> [Assignment]:
Print each entry below precisely as it reads.

---

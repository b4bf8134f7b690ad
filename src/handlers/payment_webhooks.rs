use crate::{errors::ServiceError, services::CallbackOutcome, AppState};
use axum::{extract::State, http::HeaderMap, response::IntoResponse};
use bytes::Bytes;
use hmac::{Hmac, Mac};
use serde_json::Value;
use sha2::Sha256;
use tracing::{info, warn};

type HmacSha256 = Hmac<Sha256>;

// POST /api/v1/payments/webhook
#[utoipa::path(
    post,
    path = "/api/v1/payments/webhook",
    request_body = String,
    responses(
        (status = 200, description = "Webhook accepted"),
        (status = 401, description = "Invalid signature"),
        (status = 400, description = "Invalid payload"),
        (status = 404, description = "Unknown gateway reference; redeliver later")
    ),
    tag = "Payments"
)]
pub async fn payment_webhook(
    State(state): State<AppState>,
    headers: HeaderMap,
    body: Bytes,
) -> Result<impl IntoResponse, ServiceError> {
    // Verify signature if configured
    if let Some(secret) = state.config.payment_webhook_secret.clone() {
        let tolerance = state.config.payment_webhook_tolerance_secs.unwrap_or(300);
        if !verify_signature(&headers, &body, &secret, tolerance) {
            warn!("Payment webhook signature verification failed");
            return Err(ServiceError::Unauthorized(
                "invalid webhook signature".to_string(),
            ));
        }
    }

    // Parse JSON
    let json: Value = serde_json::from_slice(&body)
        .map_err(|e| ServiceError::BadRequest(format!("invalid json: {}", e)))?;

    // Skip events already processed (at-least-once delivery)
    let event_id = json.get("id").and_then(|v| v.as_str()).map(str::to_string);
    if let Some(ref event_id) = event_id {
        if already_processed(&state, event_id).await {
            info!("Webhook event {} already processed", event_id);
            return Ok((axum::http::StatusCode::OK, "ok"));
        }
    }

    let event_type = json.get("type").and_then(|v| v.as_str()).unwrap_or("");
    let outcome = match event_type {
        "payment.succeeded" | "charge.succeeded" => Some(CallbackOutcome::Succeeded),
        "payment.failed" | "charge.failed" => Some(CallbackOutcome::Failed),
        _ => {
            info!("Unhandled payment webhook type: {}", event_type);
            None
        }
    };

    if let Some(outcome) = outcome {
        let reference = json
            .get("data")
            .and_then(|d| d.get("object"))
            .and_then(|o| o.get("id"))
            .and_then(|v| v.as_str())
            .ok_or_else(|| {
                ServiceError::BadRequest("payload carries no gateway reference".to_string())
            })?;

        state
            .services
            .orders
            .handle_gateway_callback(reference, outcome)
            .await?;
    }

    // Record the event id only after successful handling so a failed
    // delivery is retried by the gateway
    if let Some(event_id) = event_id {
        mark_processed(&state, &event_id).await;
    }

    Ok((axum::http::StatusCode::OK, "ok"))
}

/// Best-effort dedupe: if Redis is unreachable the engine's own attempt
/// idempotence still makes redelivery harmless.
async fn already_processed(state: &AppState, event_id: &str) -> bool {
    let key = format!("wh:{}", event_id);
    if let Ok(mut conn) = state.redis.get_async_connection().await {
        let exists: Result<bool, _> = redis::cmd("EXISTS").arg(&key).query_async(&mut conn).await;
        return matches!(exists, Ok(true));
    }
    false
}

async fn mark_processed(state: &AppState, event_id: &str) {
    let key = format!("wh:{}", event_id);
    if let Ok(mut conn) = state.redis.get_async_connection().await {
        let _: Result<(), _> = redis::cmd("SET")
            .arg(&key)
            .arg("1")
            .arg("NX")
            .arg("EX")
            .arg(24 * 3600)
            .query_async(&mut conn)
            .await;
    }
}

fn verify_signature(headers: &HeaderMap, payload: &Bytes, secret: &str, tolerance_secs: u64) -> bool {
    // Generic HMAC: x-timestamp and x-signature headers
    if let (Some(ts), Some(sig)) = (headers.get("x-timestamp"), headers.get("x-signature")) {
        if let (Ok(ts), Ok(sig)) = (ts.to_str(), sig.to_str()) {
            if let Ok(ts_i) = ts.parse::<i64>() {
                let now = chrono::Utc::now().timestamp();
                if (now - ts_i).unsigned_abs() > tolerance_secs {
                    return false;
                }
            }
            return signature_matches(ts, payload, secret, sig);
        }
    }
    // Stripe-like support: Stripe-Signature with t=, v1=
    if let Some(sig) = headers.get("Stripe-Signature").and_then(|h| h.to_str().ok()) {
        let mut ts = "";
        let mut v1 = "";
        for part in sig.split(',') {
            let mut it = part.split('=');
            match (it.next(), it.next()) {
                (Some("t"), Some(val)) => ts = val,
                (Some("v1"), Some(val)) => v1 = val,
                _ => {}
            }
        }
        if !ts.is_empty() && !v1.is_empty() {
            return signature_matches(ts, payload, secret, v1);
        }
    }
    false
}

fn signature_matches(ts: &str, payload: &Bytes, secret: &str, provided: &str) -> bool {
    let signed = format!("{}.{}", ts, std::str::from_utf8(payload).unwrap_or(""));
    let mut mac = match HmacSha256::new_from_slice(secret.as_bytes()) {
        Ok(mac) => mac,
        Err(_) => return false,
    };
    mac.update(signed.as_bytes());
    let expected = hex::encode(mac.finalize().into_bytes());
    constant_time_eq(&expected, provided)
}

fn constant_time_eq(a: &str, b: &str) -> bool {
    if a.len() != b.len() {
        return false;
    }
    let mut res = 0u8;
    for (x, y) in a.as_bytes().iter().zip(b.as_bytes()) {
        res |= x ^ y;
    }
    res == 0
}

---

> [Answer]:
repository b4bf8134f7b690ad
filename src/handlers/payment_webhooks.rs
use crate::{errors::ServiceError, services::CallbackOutcome, AppState};
use axum::{extract::State, http::HeaderMap, response::IntoResponse};
use bytes::Bytes;
use hmac::{Hmac, Mac};
use serde_json::Value;
use sha2::Sha256;
use tracing::{info, warn};

type HmacSha256 = Hmac<Sha256>;

// POST /api/v1/payments/webhook
#[utoipa::path(
    post,
    path = "/api/v1/payments/webhook",
    request_body = String,
    responses(
        (status = 200, description = "Webhook accepted"),
        (status = 401, description = "Invalid signature"),
        (status = 400, description = "Invalid payload"),
        (status = 404, description = "Unknown gateway reference; redeliver later")
    ),
    tag = "Payments"
)]
pub async fn payment_webhook(
    State(state): State<AppState>,
    headers: HeaderMap,
    body: Bytes,
) -> Result<impl IntoResponse, ServiceError> {
    // Verify signature if configured
    if let Some(secret) = state.config.payment_webhook_secret.clone() {
        let tolerance = state.config.payment_webhook_tolerance_secs.unwrap_or(300);
        if !verify_signature(&headers, &body, &secret, tolerance) {
            warn!("Payment webhook signature verification failed");
            return Err(ServiceError::Unauthorized(
                "invalid webhook signature".to_string(),
            ));
        }
    }

    // Parse JSON
    let json: Value = serde_json::from_slice(&body)
        .map_err(|e| ServiceError::BadRequest(format!("invalid json: {}", e)))?;

    // Skip events already processed (at-least-once delivery)
    let event_id = json.get("id").and_then(|v| v.as_str()).map(str::to_string);
    if let Some(ref event_id) = event_id {
        if already_processed(&state, event_id).await {
            info!("Webhook event {} already processed", event_id);
            return Ok((axum::http::StatusCode::OK, "ok"));
        }
    }

    let event_type = json.get("type").and_then(|v| v.as_str()).unwrap_or("");
    let outcome = match event_type {
        "payment.succeeded" | "charge.succeeded" => Some(CallbackOutcome::Succeeded),
        "payment.failed" | "charge.failed" => Some(CallbackOutcome::Failed),
        _ => {
            info!("Unhandled payment webhook type: {}", event_type);
            None
        }
    };

    if let Some(outcome) = outcome {
        let reference = json
            .get("data")
            .and_then(|d| d.get("object"))
            .and_then(|o| o.get("id"))
            .and_then(|v| v.as_str())
            .ok_or_else(|| {
                ServiceError::BadRequest("payload carries no gateway reference".to_string())
            })?;

        state
            .services
            .orders
            .handle_gateway_callback(reference, outcome)
            .await?;
    }

    // Record the event id only after successful handling so a failed
    // delivery is retried by the gateway
    if let Some(event_id) = event_id {
        mark_processed(&state, &event_id).await;
    }

    Ok((axum::http::StatusCode::OK, "ok"))
}

/// Best-effort dedupe: if Redis is unreachable the engine's own attempt
/// idempotence still makes redelivery harmless.
async fn already_processed(state: &AppState, event_id: &str) -> bool {
    let key = format!("wh:{}", event_id);
    if let Ok(mut conn) = state.redis.get_async_connection().await {
        let exists: Result<bool, _> = redis::cmd("EXISTS").arg(&key).query_async(&mut conn).await;
        return matches!(exists, Ok(true));
    }
    false
}

async fn mark_processed(state: &AppState, event_id: &str) {
    let key = format!("wh:{}", event_id);
    if let Ok(mut conn) = state.redis.get_async_connection().await {
        let _: Result<(), _> = redis::cmd("SET")
            .arg(&key)
            .arg("1")
            .arg("NX")
            .arg("EX")
            .arg(24 * 3600)
            .query_async(&mut conn)
            .await;
    }
}

fn verify_signature(headers: &HeaderMap, payload: &Bytes, secret: &str, tolerance_secs: u64) -> bool {
    // Generic HMAC: x-timestamp and x-signature headers
    if let (Some(ts), Some(sig)) = (headers.get("x-timestamp"), headers.get("x-signature")) {
        if let (Ok(ts), Ok(sig)) = (ts.to_str(), sig.to_str()) {
            if let Ok(ts_i) = ts.parse::<i64>() {
                let now = chrono::Utc::now().timestamp();
                if (now - ts_i).unsigned_abs() > tolerance_secs {
                    return false;
                }
            }
            return signature_matches(ts, payload, secret, sig);
        }
    }
    // Stripe-like support: Stripe-Signature with t=, v1=
    if let Some(sig) = headers.get("Stripe-Signature").and_then(|h| h.to_str().ok()) {
        let mut ts = "";
        let mut v1 = "";
        for part in sig.split(',') {
            let mut it = part.split('=');
            match (it.next(), it.next()) {
                (Some("t"), Some(val)) => ts = val,
                (Some("v1"), Some(val)) => v1 = val,
                _ => {}
            }
        }
        if !ts.is_empty() && !v1.is_empty() {
            return signature_matches(ts, payload, secret, v1);
        }
    }
    false
}

fn signature_matches(ts: &str, payload: &Bytes, secret: &str, provided: &str) -> bool {
    let signed = format!("{}.{}", ts, std::str::from_utf8(payload).unwrap_or(""));
    let mut mac = match HmacSha256::new_from_slice(secret.as_bytes()) {
        Ok(mac) => mac,
        Err(_) => return false,
    };
    mac.update(signed.as_bytes());
    let expected = hex::encode(mac.finalize().into_bytes());
    constant_time_eq(&expected, provided)
}

fn constant_time_eq(a: &str, b: &str) -> bool {
    if a.len() != b.len() {
        return false;
    }
    let mut res = 0u8;
    for (x, y) in a.as_bytes().iter().zip(b.as_bytes()) {
        res |= x ^ y;
    }
    res == 0
}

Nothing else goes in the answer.